The SWP starts with the interests of the world working class — including the need of workers and farmers in Asia, Africa and elsewhere for reliable access to electricity — and joins struggles for unions, safe working conditions and jobs, and against practices that harm the land, water and air.

“If we translate everything commonly thought of as an environmental issue into how to advance the protection of the working class, and how the working class can extend that protection to all, then we can hardly ever go wrong,” SWP National Secretary Jack Barnes said in a 1993 talk published in Capitalism’s World Disorder.

With the worldwide contraction of capitalist production and trade, layoffs in coal, oil and manufacturing are rising.

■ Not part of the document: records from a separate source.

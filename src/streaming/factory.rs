//! Stream Factory
//!
//! Builds the unified event stream from a vendor byte stream. The stream is
//! lazy: nothing is read from the transport until the consumer polls.

use super::config::StreamConfig;
use super::diagnostics::StreamDiagnostics;
use super::pipeline::EventPipeline;
use super::types::{ChatStream, ChatStreamHandle};
use crate::error::LlmError;
use crate::providers::{ProviderEventMapper, ProviderMapper};
use crate::types::{ChatStreamEvent, FinalResponse, ToolCall};
use futures::Stream;
use futures_util::StreamExt;
use serde_json::Value;
use std::collections::BTreeMap;

/// Stream Factory
pub struct StreamFactory;

impl StreamFactory {
    /// Unified stream over `bytes`, with the mapper chosen from
    /// `config.provider_id`.
    pub fn create_unified_stream<S, B>(bytes: S, config: StreamConfig) -> ChatStream
    where
        S: Stream<Item = Result<B, LlmError>> + Send + 'static,
        B: AsRef<[u8]> + Send + 'static,
    {
        Self::create_unified_stream_with_diagnostics(bytes, config).0
    }

    /// Like [`create_unified_stream`](Self::create_unified_stream), also
    /// returning the stream's diagnostics counters.
    pub fn create_unified_stream_with_diagnostics<S, B>(
        bytes: S,
        config: StreamConfig,
    ) -> (ChatStream, StreamDiagnostics)
    where
        S: Stream<Item = Result<B, LlmError>> + Send + 'static,
        B: AsRef<[u8]> + Send + 'static,
    {
        let mapper = ProviderMapper::for_provider(&config.provider_id);
        Self::create_with_mapper(bytes, mapper, config)
    }

    /// Unified stream using a caller-supplied mapper.
    pub fn create_with_mapper<S, B, M>(
        bytes: S,
        mapper: M,
        config: StreamConfig,
    ) -> (ChatStream, StreamDiagnostics)
    where
        S: Stream<Item = Result<B, LlmError>> + Send + 'static,
        B: AsRef<[u8]> + Send + 'static,
        M: ProviderEventMapper + 'static,
    {
        let diagnostics = StreamDiagnostics::new();
        let stream_id = uuid::Uuid::new_v4();
        let span = tracing::info_span!(
            "chat_stream",
            provider = mapper.provider_id(),
            stream_id = %stream_id
        );
        let mut pipeline = EventPipeline::new(mapper, &config, diagnostics.clone());

        let stream = async_stream::stream! {
            let mut bytes = Box::pin(bytes);
            span.in_scope(|| tracing::debug!("stream opened"));

            while let Some(chunk) = bytes.next().await {
                let events = match chunk {
                    Ok(chunk) => span.in_scope(|| pipeline.push_bytes(chunk.as_ref())),
                    Err(e) => span.in_scope(|| pipeline.fail(e)).into_iter().collect(),
                };
                for event in events {
                    yield event;
                }
                if pipeline.is_finished() {
                    break;
                }
            }

            for event in span.in_scope(|| pipeline.finish()) {
                yield event;
            }
            span.in_scope(|| {
                let snapshot = pipeline.diagnostics().snapshot();
                tracing::debug!(
                    frames = snapshot.frames_seen,
                    malformed = snapshot.malformed_frames,
                    skipped_tool_fragments = snapshot.skipped_tool_fragments,
                    discarded_bytes = snapshot.discarded_trailing_bytes,
                    "stream closed"
                );
            });
        };

        (Box::pin(stream), diagnostics)
    }

    /// Unified stream over an HTTP response.
    ///
    /// A non-success status is returned as [`LlmError::ApiError`] before any
    /// event is produced.
    pub async fn from_response(
        response: reqwest::Response,
        config: StreamConfig,
    ) -> Result<ChatStream, LlmError> {
        let status = response.status();
        if !status.is_success() {
            let body = response.text().await.unwrap_or_default();
            return Err(api_error_from_body(
                status.as_u16(),
                &body,
                status.canonical_reason(),
            ));
        }

        let bytes = response
            .bytes_stream()
            .map(|chunk| chunk.map_err(|e| LlmError::transport_failure(format!("Stream error: {e}"))));
        Ok(Self::create_unified_stream(bytes, config))
    }

    /// [`from_response`](Self::from_response) with a cancellation handle.
    pub async fn from_response_with_cancel(
        response: reqwest::Response,
        config: StreamConfig,
    ) -> Result<ChatStreamHandle, LlmError> {
        let stream = Self::from_response(response, config).await?;
        let (stream, cancel) = crate::utils::cancel::make_cancellable_stream(stream);
        Ok(ChatStreamHandle { stream, cancel })
    }
}

/// Build an `ApiError` from an error response body.
///
/// Understands `{"error": {"message": ...}}`, `{"error": "..."}` and
/// `{"message": ...}`; anything else falls back to the status reason or a
/// body sample.
fn api_error_from_body(status: u16, body: &str, fallback: Option<&str>) -> LlmError {
    let json: Option<Value> = serde_json::from_str(body).ok();
    let message = json.as_ref().and_then(|v| {
        v.get("error")
            .and_then(|e| e.get("message").or(Some(e)))
            .and_then(Value::as_str)
            .or_else(|| v.get("message").and_then(Value::as_str))
            .map(String::from)
    });

    let message = message.unwrap_or_else(|| match fallback {
        Some(reason) => reason.to_string(),
        None => body.chars().take(200).collect(),
    });
    tracing::warn!(status, "vendor returned error status: {message}");

    LlmError::ApiError {
        code: status,
        message,
        details: json,
    }
}

/// Drive `stream` to its end and return the aggregated response.
///
/// A stream that ends without a terminal event (a done marker without a
/// finish reason) yields a response assembled from the deltas seen.
pub async fn collect_response(mut stream: ChatStream) -> Result<FinalResponse, LlmError> {
    let mut text = String::new();
    let mut thinking = String::new();
    let mut tool_calls: BTreeMap<usize, ToolCall> = BTreeMap::new();

    while let Some(event) = stream.next().await {
        match event {
            ChatStreamEvent::TextDelta { delta } => text.push_str(&delta),
            ChatStreamEvent::ThinkingDelta { delta } => thinking.push_str(&delta),
            ChatStreamEvent::ToolCallDelta { fragment } => {
                let call = tool_calls.entry(fragment.index).or_insert_with(|| {
                    ToolCall::function(fragment.id.clone().unwrap_or_default(), "", "")
                });
                if call.function.name.is_empty()
                    && let Some(name) = &fragment.name
                {
                    call.function.name.clone_from(name);
                }
                if let Some(args) = &fragment.arguments {
                    call.function.arguments.push_str(args);
                }
            }
            ChatStreamEvent::Completion { response } => return Ok(response),
            ChatStreamEvent::Error { error } => return Err(error),
        }
    }

    Ok(FinalResponse {
        text,
        tool_calls: tool_calls.into_values().collect(),
        thinking: (!thinking.is_empty()).then_some(thinking),
        ..Default::default()
    })
}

The coal bosses use the downturn to attack the union, tear up pensions, speed up production and lower safety standards, leading to an increase of respiratory disease and unsafe conditions.

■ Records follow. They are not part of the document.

//! Stream configuration

use super::sse::{DONE_MARKER, LineBuffering, WireFormat};
use super::tag_extractor::ThinkTagMode;
use crate::providers::ProviderKind;
use serde::{Deserialize, Serialize};

/// Per-stream knobs.
///
/// The defaults reproduce the behavior callers see without any configuration:
/// an SSE body with buffered lines, per-fragment `<think>` extraction, `[DONE]` as the only
/// terminal sentinel and no synthesized completion on `[DONE]`.
///
/// # Example
///
/// ```rust,ignore
/// use chatflux::streaming::{StreamConfig, ThinkTagMode};
///
/// let config = StreamConfig::new("deepseek")
///     .think_tag_mode(ThinkTagMode::Streaming)
///     .synthesize_completion_on_done(true);
/// ```
#[derive(Debug, Clone, PartialEq, Eq, Serialize, Deserialize)]
#[serde(default)]
pub struct StreamConfig {
    /// Vendor id used to pick the event mapper and label logs
    pub provider_id: String,
    /// Body framing: SSE `data:` lines or newline-delimited JSON
    pub wire_format: WireFormat,
    /// Handling of SSE lines split across network chunks
    pub line_buffering: LineBuffering,
    /// Recognition of inline `<think>` tags
    pub think_tag_mode: ThinkTagMode,
    /// Payloads that end the stream
    pub done_markers: Vec<String>,
    /// Emit a `Completion` when a done marker arrives before any finish reason
    pub synthesize_completion_on_done: bool,
}

impl Default for StreamConfig {
    fn default() -> Self {
        Self {
            provider_id: ProviderKind::OpenAiCompatible.as_str().to_string(),
            wire_format: WireFormat::default(),
            line_buffering: LineBuffering::default(),
            think_tag_mode: ThinkTagMode::default(),
            done_markers: vec![DONE_MARKER.to_string()],
            synthesize_completion_on_done: false,
        }
    }
}

impl StreamConfig {
    pub fn new(provider_id: impl Into<String>) -> Self {
        Self::default().provider_id(provider_id)
    }

    pub fn provider_id(mut self, provider_id: impl Into<String>) -> Self {
        self.provider_id = provider_id.into();
        self
    }

    pub fn wire_format(mut self, format: WireFormat) -> Self {
        self.wire_format = format;
        self
    }

    pub fn line_buffering(mut self, line_buffering: LineBuffering) -> Self {
        self.line_buffering = line_buffering;
        self
    }

    pub fn think_tag_mode(mut self, mode: ThinkTagMode) -> Self {
        self.think_tag_mode = mode;
        self
    }

    pub fn done_markers<I, S>(mut self, markers: I) -> Self
    where
        I: IntoIterator<Item = S>,
        S: Into<String>,
    {
        self.done_markers = markers.into_iter().map(Into::into).collect();
        self
    }

    pub fn synthesize_completion_on_done(mut self, enabled: bool) -> Self {
        self.synthesize_completion_on_done = enabled;
        self
    }

    /// Vendor the configured provider id resolves to.
    pub fn provider_kind(&self) -> ProviderKind {
        ProviderKind::from_id(&self.provider_id)
    }
}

In recent door-to-door campaigning in Utah, Socialist Workers Party members had discussions with workers critical of the Obama administration’s policy to limit coal production with no regard for the thousands who lose their jobs, a policy supported by petty-bourgeois groups with a catastrophist “leave it in the ground” approach to fossil fuels.

Democratic presidential candidate Hillary Clinton angered many when she said, “We’re going to put a lot of coal miners and coal companies out of business,” while vaguely promising “economic opportunity” from “renewable energy.”

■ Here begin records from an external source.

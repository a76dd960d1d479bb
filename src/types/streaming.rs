#![allow(clippy::large_enum_variant)]
//! Canonical streaming events

use super::{FinalResponse, ToolCallFragment};
use crate::error::LlmError;

/// Chat streaming event.
///
/// Every vendor format converges on this enum. A stream yields any number of
/// delta variants followed by at most one terminal variant (`Completion` or
/// `Error`); nothing follows a terminal event.
#[derive(Debug, Clone, PartialEq)]
pub enum ChatStreamEvent {
    /// Incremental answer text
    TextDelta {
        /// The incremental text content
        delta: String,
    },
    /// Incremental reasoning text (reasoning fields, `<think>` blocks)
    ThinkingDelta {
        /// The incremental thinking/reasoning content
        delta: String,
    },
    /// Incremental tool call
    ToolCallDelta {
        /// The fragment, with its id resolved from earlier fragments of the same index
        fragment: ToolCallFragment,
    },
    /// Stream finished normally
    Completion {
        /// Aggregated response
        response: FinalResponse,
    },
    /// Stream failed; terminal
    Error {
        /// What went wrong
        error: LlmError,
    },
}

impl ChatStreamEvent {
    pub fn text(delta: impl Into<String>) -> Self {
        Self::TextDelta {
            delta: delta.into(),
        }
    }

    pub fn thinking(delta: impl Into<String>) -> Self {
        Self::ThinkingDelta {
            delta: delta.into(),
        }
    }

    /// Whether this event ends the stream.
    pub fn is_terminal(&self) -> bool {
        matches!(self, Self::Completion { .. } | Self::Error { .. })
    }
}
//! Tool-call types: streamed fragments and assembled calls

use serde::{Deserialize, Serialize};

/// One streamed piece of a tool call.
///
/// The first fragment for an index normally carries `id` and `name`;
/// follow-ups carry argument text only and are matched by `index`.
#[derive(Debug, Clone, Default, PartialEq, Eq, Serialize, Deserialize)]
pub struct ToolCallFragment {
    /// Position of the call within the assistant message
    pub index: usize,
    /// Call ID (present on the first fragment, filled in by the tracker afterwards)
    pub id: Option<String>,
    /// Function name (present on the first fragment)
    pub name: Option<String>,
    /// Incremental JSON argument text
    pub arguments: Option<String>,
}

/// A tool call assembled from its fragments.
#[derive(Debug, Clone, PartialEq, Eq, Serialize, Deserialize)]
pub struct ToolCall {
    pub id: String,
    pub r#type: String,
    pub function: FunctionCall,
}

#[derive(Debug, Clone, PartialEq, Eq, Serialize, Deserialize)]
pub struct FunctionCall {
    pub name: String,
    /// Concatenated argument text; not validated as JSON
    pub arguments: String,
}

impl ToolCall {
    pub fn function(
        id: impl Into<String>,
        name: impl Into<String>,
        arguments: impl Into<String>,
    ) -> Self {
        Self {
            id: id.into(),
            r#type: "function".to_string(),
            function: FunctionCall {
                name: name.into(),
                arguments: arguments.into(),
            },
        }
    }

    /// Parse the accumulated arguments as JSON.
    pub fn parsed_arguments(&self) -> Result<serde_json::Value, serde_json::Error> {
        if self.function.arguments.trim().is_empty() {
            return Ok(serde_json::Value::Object(Default::default()));
        }
        serde_json::from_str(&self.function.arguments)
    }
}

Republican nominee Donald Trump demagogically pledged, “Our steelworkers and our miners are going back to work again,” proposing free rein to mine bosses and lifting “restrictions on the production of American energy.”

In sharp contrast to the capitalist candidates, Socialist Workers Party presidential candidate Alyson Kennedy — a former coal miner — puts forward a working-class road to defend land and labor. Kennedy explains that coal causes premature deaths every year and produces enormous carbon emissions. While it will remain a major power source for some time, it’s not the solution to humanity’s long-term energy needs.

“Under the capitalist system that puts profits before human needs,” Kennedy said in a May 11 statement, “the inherent dangers in mining, the environmental consequences from uncontrolled burning of coal, and the energy needs of millions worldwide will never be solved. Under capitalism any transition to cleaner energy production means throwing thousands of miners out of work. The working class in power would ensure that every miner is guaranteed a socially useful job and rewarding place in the process of organizing such a transition.”

An example of this working-class approach can be seen in how, when the sugar industry in Cuba had to be restructured, the revolutionary government there held thousands of meetings with sugar workers and guaranteed their wages through training and the transition to other jobs. Workers and their organizations helped shape each step of the process.

“The working class must end forever the rule of the bosses,” Kennedy said. “Taking political power into our own hands, coal miners and other workers can organize to ensure no worker has to die on the job. We can take control of the stewardship of labor and the environment, and organize access to energy and electricity, equalizing workers’ conditions worldwide.”

Kennedy urges workers to join her in Washington, D.C., Sept. 8 at the United Mine Workers rally against bosses’ moves to end health care and pension benefits for thousands of retired miners and their families.